IPEN releases an annual Toxic Toy Store Catalogue that satirically boasts about chemicals found in common children's toys from around the globe. In particular, the catalogue highlights the disconcerting presence of short chain chlorinated paraffins or SCCPs.

To break down the jargon, according to an April 2017 report by IPEN, SCCPs are "industrial chemicals primarily used in metalworking but also as flame retardants and softeners in plastics." IPEN identifies SCCPs as toxic industrial chemicals that should be prohibited in the manufacture of children's toys.

In an attempt to avoid bombarding you with a list of chemical acronyms, we won't get into too many specific details about dangerous chemical strains, but at least two of them, octaBDE and decaBDE, have been earmarked for global elimination by the Stockholm Convention, as noted in a separate IPEN report.
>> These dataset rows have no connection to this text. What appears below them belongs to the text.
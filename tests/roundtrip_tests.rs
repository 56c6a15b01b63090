//! Encode/decode round trips over representative documents.

use std::sync::Arc;

use jsonplan::catalog::{Catalog, ClassDef, FormatterDef, PropertyDef};
use jsonplan::error::TransformError;
use jsonplan::types::ScalarKind;
use jsonplan::{Config, Engine, Type, Value};
use pretty_assertions::assert_eq;

fn roundtrip(engine: &Engine, ty: &str, value: &Value, config: &Config) {
    let encoded = engine.encode_to_vec(ty, value, config).unwrap();
    let decoded = engine.decode(ty, &encoded, config).unwrap();
    assert!(decoded.is_complete());
    assert_eq!(&decoded.value, value);
}

#[test]
fn test_scalar_and_collection_round_trips() {
    let engine = Engine::builder(Arc::new(Catalog::new())).build();
    let config = Config::new();

    roundtrip(&engine, "int", &Value::Int(-42), &config);
    roundtrip(&engine, "float", &Value::Float(2.75), &config);
    roundtrip(&engine, "string", &Value::Str("héllo \"world\"".into()), &config);
    roundtrip(&engine, "bool", &Value::Bool(false), &config);
    roundtrip(
        &engine,
        "list<list<int>>",
        &Value::Seq(vec![
            Value::Seq(vec![Value::Int(1), Value::Int(2)]),
            Value::Seq(vec![]),
        ]),
        &config,
    );
    roundtrip(
        &engine,
        "dict<string,string>",
        &Value::map(vec![("a", Value::Str("x".into())), ("b,c", Value::Str("y".into()))]),
        &config,
    );
}

#[test]
fn test_nested_object_round_trip() {
    let mut catalog = Catalog::new();
    catalog.add_class(
        ClassDef::new("Address")
            .property(PropertyDef::new("city", "string"))
            .property(PropertyDef::new("zip", "?string")),
    );
    catalog.add_class(
        ClassDef::new("Person")
            .property(PropertyDef::new("name", "string"))
            .property(PropertyDef::new("age", "int"))
            .property(PropertyDef::new("addresses", "list<Address>")),
    );
    let engine = Engine::builder(Arc::new(catalog)).build();

    let value = Value::object(
        "Person",
        vec![
            ("name", Value::Str("Ada".into())),
            ("age", Value::Int(36)),
            (
                "addresses",
                Value::Seq(vec![
                    Value::object(
                        "Address",
                        vec![
                            ("city", Value::Str("London".into())),
                            ("zip", Value::Null),
                        ],
                    ),
                    Value::object("Address", vec![("city", Value::Str("Turin".into()))]),
                ]),
            ),
        ],
    );
    roundtrip(&engine, "Person", &value, &Config::new());
}

#[test]
fn test_formatter_round_trip_is_lossless() {
    let mut catalog = Catalog::new();
    catalog.add_class(
        ClassDef::new("Job").property(PropertyDef::new("attempts", "int").formatter("stringify")),
    );
    let engine = Engine::builder(Arc::new(catalog))
        .formatter(FormatterDef::pure(
            "stringify",
            Type::int(),
            Type::string(),
            Arc::new(|value, _| match value.as_int() {
                Some(i) => Ok(Value::Str(i.to_string())),
                None => Err(TransformError::new("stringify", "expected int")),
            }),
            Arc::new(|value, _| match value.as_str().map(str::parse) {
                Some(Ok(i)) => Ok(Value::Int(i)),
                _ => Err(TransformError::new("stringify", "expected digit string")),
            }),
        ))
        .build();
    let config = Config::new();

    let value = Value::object("Job", vec![("attempts", Value::Int(12))]);
    let encoded = engine.encode_to_vec("Job", &value, &config).unwrap();
    // Wire side carries the formatter's output type.
    assert_eq!(encoded, br#"{"attempts":"12"}"#);
    let decoded = engine.decode("Job", &encoded, &config).unwrap();
    assert_eq!(decoded.value, value);
}

#[test]
fn test_renamed_property_round_trip() {
    let mut catalog = Catalog::new();
    catalog.add_class(
        ClassDef::new("User")
            .property(PropertyDef::new("full_name", "string").rename("fullName")),
    );
    let engine = Engine::builder(Arc::new(catalog)).build();
    let config = Config::new();

    let value = Value::object("User", vec![("full_name", Value::Str("Grace".into()))]);
    let encoded = engine.encode_to_vec("User", &value, &config).unwrap();
    assert_eq!(encoded, br#"{"fullName":"Grace"}"#);
    let decoded = engine.decode("User", &encoded, &config).unwrap();
    assert_eq!(decoded.value, value);
}

#[test]
fn test_enum_round_trip() {
    let mut catalog = Catalog::new();
    catalog.add_enum("Color", Some(ScalarKind::Str));
    catalog.add_class(ClassDef::new("Pixel").property(PropertyDef::new("color", "Color")));
    let engine = Engine::builder(Arc::new(catalog)).build();

    let value = Value::object("Pixel", vec![("color", Value::Str("red".into()))]);
    roundtrip(&engine, "Pixel", &value, &Config::new());
}

#[test]
fn test_pure_enum_passes_through_int_or_string() {
    let mut catalog = Catalog::new();
    catalog.add_enum("Status", None);
    catalog.add_class(ClassDef::new("Job").property(PropertyDef::new("status", "Status")));
    let engine = Engine::builder(Arc::new(catalog)).build();
    let config = Config::new();

    roundtrip(
        &engine,
        "Job",
        &Value::object("Job", vec![("status", Value::Str("queued".into()))]),
        &config,
    );
    roundtrip(
        &engine,
        "Job",
        &Value::object("Job", vec![("status", Value::Int(2))]),
        &config,
    );
}

#[test]
fn test_union_round_trip_with_selector() {
    let engine = Engine::builder(Arc::new(Catalog::new())).build();
    let config = Config::new().with_selector("int|string", "string");

    let value = Value::Seq(vec![Value::Str("a".into()), Value::Str("b".into())]);
    roundtrip(&engine, "list<int|string>", &value, &config);
}
//! jsonplan: a typed data-model compiler and JSON codec.
//!
//! Class definitions (from a catalog) and type expressions like
//! `list<?Point>` are compiled into cached execution plans; the executors
//! then encode native values to JSON, decode JSON eagerly (optionally
//! collecting per-element errors into a partial result), or decode lazily
//! through boundary-split views that only materialize the elements you
//! touch.
//!
//! # Quick Start
//!
//! ```rust
//! use std::sync::Arc;
//! use jsonplan::catalog::{Catalog, ClassDef, PropertyDef};
//! use jsonplan::{Config, Engine, Value};
//!
//! let mut catalog = Catalog::new();
//! catalog.add_class(
//!     ClassDef::new("Point")
//!         .property(PropertyDef::new("x", "int"))
//!         .property(PropertyDef::new("y", "int")),
//! );
//!
//! let engine = Engine::builder(Arc::new(catalog)).build();
//! let config = Config::new();
//! let point = Value::object("Point", vec![
//!     ("x", Value::Int(1)),
//!     ("y", Value::Int(2)),
//! ]);
//!
//! let encoded = engine.encode_to_vec("Point", &point, &config).unwrap();
//! assert_eq!(encoded, br#"{"x":1,"y":2}"#);
//!
//! let decoded = engine.decode("Point", &encoded, &config).unwrap();
//! assert_eq!(decoded.value, point);
//! ```

pub mod catalog;
pub mod codec;
pub mod config;
pub mod engine;
pub mod error;
pub mod metadata;
pub mod parser;
pub mod plan;
pub mod types;
pub mod value;

pub use codec::{LazyValue, PartialResult};
pub use config::Config;
pub use engine::{Engine, EngineBuilder};
pub use error::{PlanError, Result};
pub use types::Type;
pub use value::Value;
//! The compiled execution plan: node trees, build context, hooks and the
//! plan cache.

pub(crate) mod builder;
pub mod cache;
pub mod hooks;

pub use cache::{PlanCache, PlanKey};
pub use hooks::{Hook, HookSet, PropertyOverride, TypeOverride};

use std::collections::HashMap;
use std::fmt;
use std::sync::Arc;

use crate::config::Config;
use crate::error::{BuildError, TransformError};
use crate::types::Type;
use crate::value::Value;

/// Which executor a plan is compiled for. Encode and decode plans differ
/// (group filtering is encode-only and accessors run in opposite
/// directions), so the phase is part of the plan-cache key.
#[derive(Debug, Clone, Copy, PartialEq, Eq, Hash)]
pub enum Phase {
    Encode,
    Decode,
}

/// Reads a property's wire-side value out of an enclosing object value.
/// Returns `None` when the field is absent (the property is skipped).
pub type ReadFn = Arc<
    dyn Fn(&Value, &Config) -> std::result::Result<Option<Value>, TransformError> + Send + Sync,
>;

/// Turns a decoded wire-side value into the native field value.
pub type WriteFn =
    Arc<dyn Fn(Value, &Config) -> std::result::Result<Value, TransformError> + Send + Sync>;

/// The accessor composed for a property at build time. The variant matches
/// the plan's phase.
#[derive(Clone)]
pub enum Accessor {
    Read(ReadFn),
    Write(WriteFn),
}

impl fmt::Debug for Accessor {
    fn fmt(&self, f: &mut fmt::Formatter<'_>) -> fmt::Result {
        match self {
            Accessor::Read(_) => f.write_str("Accessor::Read"),
            Accessor::Write(_) => f.write_str("Accessor::Write"),
        }
    }
}

/// One property of an object node.
#[derive(Debug, Clone)]
pub struct Property {
    pub wire_name: String,
    pub declared_name: String,
    pub node: Node,
    pub accessor: Accessor,
}

// Structural equality ignores accessors (closures have no useful equality).
impl PartialEq for Property {
    fn eq(&self, other: &Self) -> bool {
        self.wire_name == other.wire_name
            && self.declared_name == other.declared_name
            && self.node == other.node
    }
}

#[derive(Debug, Clone, PartialEq)]
pub struct ScalarNode {
    pub ty: Type,
}

#[derive(Debug, Clone, PartialEq)]
pub struct CollectionNode {
    pub ty: Type,
    /// Key node, built only when the key type is not a trivial int/string
    /// scalar.
    pub key: Option<Box<Node>>,
    pub element: Box<Node>,
    pub ordered: bool,
}

/// A flattened union. Members never contain another composite, and are
/// sorted Collection < Object < Scalar for deterministic member selection.
#[derive(Debug, Clone, PartialEq)]
pub struct CompositeNode {
    pub ty: Type,
    /// Folded `null` union member.
    pub nullable: bool,
    pub members: Vec<Node>,
}

#[derive(Debug, Clone, PartialEq)]
pub struct ObjectNode {
    pub ty: Type,
    pub identity: String,
    pub properties: Vec<Property>,
    /// A ghost marks an identity already expanded earlier on the build path
    /// (or a depth cutoff). Its property list is empty; executors resolve it
    /// through the plan cache as a forward reference.
    pub ghost: bool,
}

/// The intermediate representation produced by the builder and walked by the
/// executors. Owned by the plan-cache entry that produced it; executors
/// borrow it read-only.
#[derive(Debug, Clone, PartialEq)]
pub enum Node {
    Scalar(ScalarNode),
    Collection(CollectionNode),
    Composite(CompositeNode),
    Object(ObjectNode),
}

impl Node {
    pub fn ty(&self) -> &Type {
        match self {
            Node::Scalar(n) => &n.ty,
            Node::Collection(n) => &n.ty,
            Node::Composite(n) => &n.ty,
            Node::Object(n) => &n.ty,
        }
    }

    /// Sort rank for composite members: Collection < Object < Scalar.
    pub(crate) fn kind_rank(&self) -> u8 {
        match self {
            Node::Collection(_) => 0,
            Node::Object(_) => 1,
            Node::Scalar(_) => 2,
            Node::Composite(_) => 3,
        }
    }
}

/// Strongly-typed context threaded through loaders, hooks and the builder.
#[derive(Debug, Clone)]
pub struct BuildContext {
    /// The original top-level type of the build call, for generic binding
    /// resolution.
    pub original: Type,
    pub phase: Phase,
    /// Current expansion depth along the build path.
    pub depth: usize,
    /// Identities currently being expanded on this path, with their counts.
    pub in_progress: HashMap<String, usize>,
    /// Generic bindings: identity -> template parameter -> concrete type.
    pub bindings: HashMap<String, HashMap<String, Type>>,
}

impl BuildContext {
    pub fn new(original: Type, phase: Phase) -> Self {
        BuildContext {
            original,
            phase,
            depth: 0,
            in_progress: HashMap::new(),
            bindings: HashMap::new(),
        }
    }

    /// The concrete type bound to `param` within `identity`, if any.
    pub fn binding(&self, identity: &str, param: &str) -> Option<&Type> {
        self.bindings.get(identity).and_then(|m| m.get(param))
    }
}

/// Resolves a (type, config, phase) triple into a cached plan. Implemented
/// by the engine; executors use it to resolve ghost nodes at runtime.
pub trait PlanSource: Send + Sync {
    fn resolve(
        &self,
        ty: &Type,
        config: &Config,
        phase: Phase,
    ) -> std::result::Result<Arc<Node>, BuildError>;
}
//! Eager plan-driven decoding. The decoder walks a compiled node tree
//! against a parsed `serde_json::Value`, producing a native `Value` and,
//! under `collect_errors`, a list of per-element recoveries.

use indexmap::IndexMap;
use serde_json::Value as Json;

use crate::config::Config;
use crate::error::DecodeError;
use crate::plan::{
    Accessor, CollectionNode, CompositeNode, Node, ObjectNode, Phase, PlanSource, ScalarNode,
};
use crate::types::{ScalarKind, Type};
use crate::value::{ObjectValue, Value};

/// The outcome of a decode. Without `collect_errors` the error list is
/// always empty and the first failure aborts the call instead.
#[derive(Debug)]
pub struct PartialResult {
    pub value: Value,
    pub errors: Vec<DecodeError>,
}

impl PartialResult {
    pub fn into_value(self) -> Value {
        self.value
    }

    pub fn is_complete(&self) -> bool {
        self.errors.is_empty()
    }
}

/// Decodes `doc` against the compiled `node`. Ghost object nodes are
/// resolved through `plans` as they are reached.
pub fn decode(
    node: &Node,
    doc: &Json,
    config: &Config,
    plans: &dyn PlanSource,
) -> Result<PartialResult, DecodeError> {
    let mut decoder = Decoder {
        config,
        plans,
        path: String::from("$"),
        errors: Vec::new(),
    };
    let value = decoder.node(node, doc)?;
    Ok(PartialResult {
        value,
        errors: decoder.errors,
    })
}

struct Decoder<'a> {
    config: &'a Config,
    plans: &'a dyn PlanSource,
    path: String,
    errors: Vec<DecodeError>,
}

impl Decoder<'_> {
    fn node(&mut self, node: &Node, doc: &Json) -> Result<Value, DecodeError> {
        match node {
            Node::Scalar(scalar) => self.scalar(scalar, doc, false),
            Node::Collection(collection) => self.collection(collection, doc),
            Node::Composite(composite) => self.composite(composite, doc),
            Node::Object(object) => self.object(object, doc),
        }
    }

    /// `lenient` enables scalar coercion (digit strings to numbers, numbers
    /// to strings) for selector-chosen union members.
    fn scalar(&mut self, node: &ScalarNode, doc: &Json, lenient: bool) -> Result<Value, DecodeError> {
        let kind = match &node.ty {
            Type::Scalar(kind) => *kind,
            Type::Enum { backing, .. } => match backing {
                Some(kind) => *kind,
                None => match doc {
                    Json::Number(n) if n.is_i64() => ScalarKind::Int,
                    Json::String(_) => ScalarKind::Str,
                    other => return Err(self.unexpected("int or string", other)),
                },
            },
            other => return Err(self.unexpected(&other.canonical(), doc)),
        };
        match (kind, doc) {
            (ScalarKind::Null, Json::Null) => Ok(Value::Null),
            (ScalarKind::Bool, Json::Bool(b)) => Ok(Value::Bool(*b)),
            (ScalarKind::Int, Json::Number(n)) if n.is_i64() => {
                Ok(Value::Int(n.as_i64().unwrap_or_default()))
            }
            (ScalarKind::Float, Json::Number(n)) => {
                Ok(Value::Float(n.as_f64().unwrap_or_default()))
            }
            (ScalarKind::Str, Json::String(s)) => Ok(Value::Str(s.clone())),
            (ScalarKind::Int, Json::String(s)) if lenient => match s.parse::<i64>() {
                Ok(i) => Ok(Value::Int(i)),
                Err(_) => Err(self.unexpected(kind.name(), doc)),
            },
            (ScalarKind::Float, Json::String(s)) if lenient => match s.parse::<f64>() {
                Ok(f) => Ok(Value::Float(f)),
                Err(_) => Err(self.unexpected(kind.name(), doc)),
            },
            (ScalarKind::Str, Json::Number(n)) if lenient => Ok(Value::Str(n.to_string())),
            (_, other) => Err(self.unexpected(kind.name(), other)),
        }
    }

    fn collection(&mut self, node: &CollectionNode, doc: &Json) -> Result<Value, DecodeError> {
        if node.ordered {
            let items = match doc {
                Json::Array(items) => items,
                other => return Err(self.unexpected("list", other)),
            };
            let mut out = Vec::with_capacity(items.len());
            for (index, item) in items.iter().enumerate() {
                let mark = self.enter_index(index);
                let decoded = self.node(&node.element, item);
                self.path.truncate(mark);
                match decoded {
                    Ok(value) => out.push(value),
                    Err(err) if self.recoverable(&err) => {
                        // Sentinel keeps surviving elements at their index.
                        self.errors.push(err);
                        out.push(Value::Null);
                    }
                    Err(err) => return Err(err),
                }
            }
            Ok(Value::Seq(out))
        } else {
            let entries = match doc {
                Json::Object(entries) => entries,
                other => return Err(self.unexpected("dict", other)),
            };
            let mut out = IndexMap::with_capacity(entries.len());
            for (key, item) in entries {
                let mark = self.enter_field(key);
                let decoded = self.entry(node, key, item);
                self.path.truncate(mark);
                match decoded {
                    Ok(value) => {
                        out.insert(key.clone(), value);
                    }
                    Err(err) if self.recoverable(&err) => {
                        // Failed entries are dropped, not replaced.
                        self.errors.push(err);
                    }
                    Err(err) => return Err(err),
                }
            }
            Ok(Value::Map(out))
        }
    }

    fn entry(&mut self, node: &CollectionNode, key: &str, item: &Json) -> Result<Value, DecodeError> {
        if let Some(key_node) = &node.key {
            // Non-trivial key types (enums and the like) are validated
            // against the key text; the map itself keeps string keys.
            self.node(key_node, &Json::String(key.to_string()))?;
        }
        self.node(&node.element, item)
    }

    fn composite(&mut self, node: &CompositeNode, doc: &Json) -> Result<Value, DecodeError> {
        if doc.is_null() && node.nullable {
            return Ok(Value::Null);
        }
        if node.members.len() == 1 {
            return self.node(&node.members[0], doc);
        }

        let union = node.ty.canonical();
        let member = match self.config.union_selector.get(&union) {
            Some(member) => member.clone(),
            None => {
                return Err(DecodeError::AmbiguousUnion {
                    path: self.path.clone(),
                    union,
                })
            }
        };
        let selected = node
            .members
            .iter()
            .find(|m| m.ty().canonical() == member)
            .ok_or(DecodeError::UnknownUnionMember { union, member })?;

        match selected {
            Node::Scalar(scalar) => self.scalar(scalar, doc, true),
            other => self.node(other, doc),
        }
    }

    fn object(&mut self, node: &ObjectNode, doc: &Json) -> Result<Value, DecodeError> {
        if node.ghost {
            let resolved = self.plans.resolve(&node.ty, self.config, Phase::Decode)?;
            return self.node(&resolved, doc);
        }

        let entries = match doc {
            Json::Object(entries) => entries,
            other => return Err(self.unexpected(&node.identity, other)),
        };

        let mut fields = IndexMap::with_capacity(node.properties.len());
        for property in &node.properties {
            let wire = match entries.get(&property.wire_name) {
                Some(wire) => wire,
                // Missing wire fields keep their default; nothing to decode.
                None => continue,
            };
            let mark = self.enter_field(&property.wire_name);
            let decoded = self.property(property, wire);
            self.path.truncate(mark);
            match decoded {
                Ok(value) => {
                    fields.insert(property.declared_name.clone(), value);
                }
                Err(err) if self.recoverable(&err) => {
                    self.errors.push(err);
                }
                Err(err) => return Err(err),
            }
        }
        Ok(Value::Object(ObjectValue {
            class: node.identity.clone(),
            fields,
        }))
    }

    fn property(
        &mut self,
        property: &crate::plan::Property,
        wire: &Json,
    ) -> Result<Value, DecodeError> {
        let decoded = self.node(&property.node, wire)?;
        match &property.accessor {
            Accessor::Write(write) => Ok(write(decoded, self.config)?),
            // Encode-phase accessor in a decode plan cannot happen; plans
            // are keyed by phase.
            Accessor::Read(_) => Ok(decoded),
        }
    }

    fn recoverable(&self, err: &DecodeError) -> bool {
        self.config.collect_errors && err.is_recoverable()
    }

    fn enter_field(&mut self, name: &str) -> usize {
        let mark = self.path.len();
        self.path.push('.');
        self.path.push_str(name);
        mark
    }

    fn enter_index(&mut self, index: usize) -> usize {
        let mark = self.path.len();
        self.path.push('[');
        self.path.push_str(&index.to_string());
        self.path.push(']');
        mark
    }

    fn unexpected(&self, expected: &str, actual: &Json) -> DecodeError {
        DecodeError::UnexpectedType {
            path: self.path.clone(),
            expected: expected.to_string(),
            actual: json_type_name(actual).to_string(),
        }
    }
}

pub(crate) fn json_type_name(doc: &Json) -> &'static str {
    match doc {
        Json::Null => "null",
        Json::Bool(_) => "bool",
        Json::Number(n) if n.is_i64() || n.is_u64() => "int",
        Json::Number(_) => "float",
        Json::String(_) => "string",
        Json::Array(_) => "list",
        Json::Object(_) => "dict",
    }
}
Unfortunately, many of these hazardous SCCPs are common in recycled plastics originally used in electronics. And while recycling plastics may sound like a good idea at first, when you learn that these products are being turned into children's toys, the feasibility of eco-consciousness becomes even more complicated that it already is.

Toxic Presence

IPEN's report recommends prohibiting SCCPs in children's toys. It reports that these elements are "widely present in products favored by children including Mickey Mouse slippers, jump ropes, balls, and plastic ducks."

The study also found that a hand blender commonly used to prepare baby food leaked SCCPs.

What dangers do these chemicals present?

All of these chemicals are "very difficult to degrade in the environment and our bodies, which negatively affects the nervous system and reproduction," IPEN reports in its satirical toy catalogue. "What’s more, they are endocrine disruptors," which means the compounds have the potential to disrupt hormonal balance in the body.

Of course, hormonal balance is extremely important when it comes to the growth and development of happy, healthy children. The bottom line? Young people are particularly vulnerable to these dangerous substances.

Eliminating Toxins in Toys

Andreas Buser, a chemical science officer with the Swiss government, told parenting website Fatherly that pollutants like SCCPs “need to be eliminated from the recycling streams as quickly as possible to avoid them from being in circulation for an extended period.”

"While recycling saves resources and energy," IPEN concludes in their Toxic Toy Catalogue, "recycling materials that contain [hazardous toxins] only further contaminates the environment, and such practices undermine the benefits of recycling."

What Concerned Consumers Can Do

Another parenting website, MightyNest, has a number of helpful suggestions for avoiding toxic toys and getting them out of your home.

"Try to avoid [purchasing] soft plastic toys." This proactive step can keep children from being exposed to dangerous toys in the first place.

If you suspect a child is already playing with risky toys, "Focus on phasing out plastic and cheap metal/painted toys that are of concern starting with the ones that always seem to end up in your little one’s mouth. Beware – things could get ugly during this phase."

Finally, when shopping for toys, "Look for products made with solid wood (not pressed wood), wool, organic cotton, or stainless steel and that are colored with water-based dyes or non-toxic paints," MightyNest suggests.

The risks to children growing up today are varied and sometimes unexpected. Government entities may not agree on what to do about eliminating product-related risks to children and families, but ultimately if parents and caregivers are mindful of what children are given to play with (and put in their mouths!), playtime can be safer and more fun.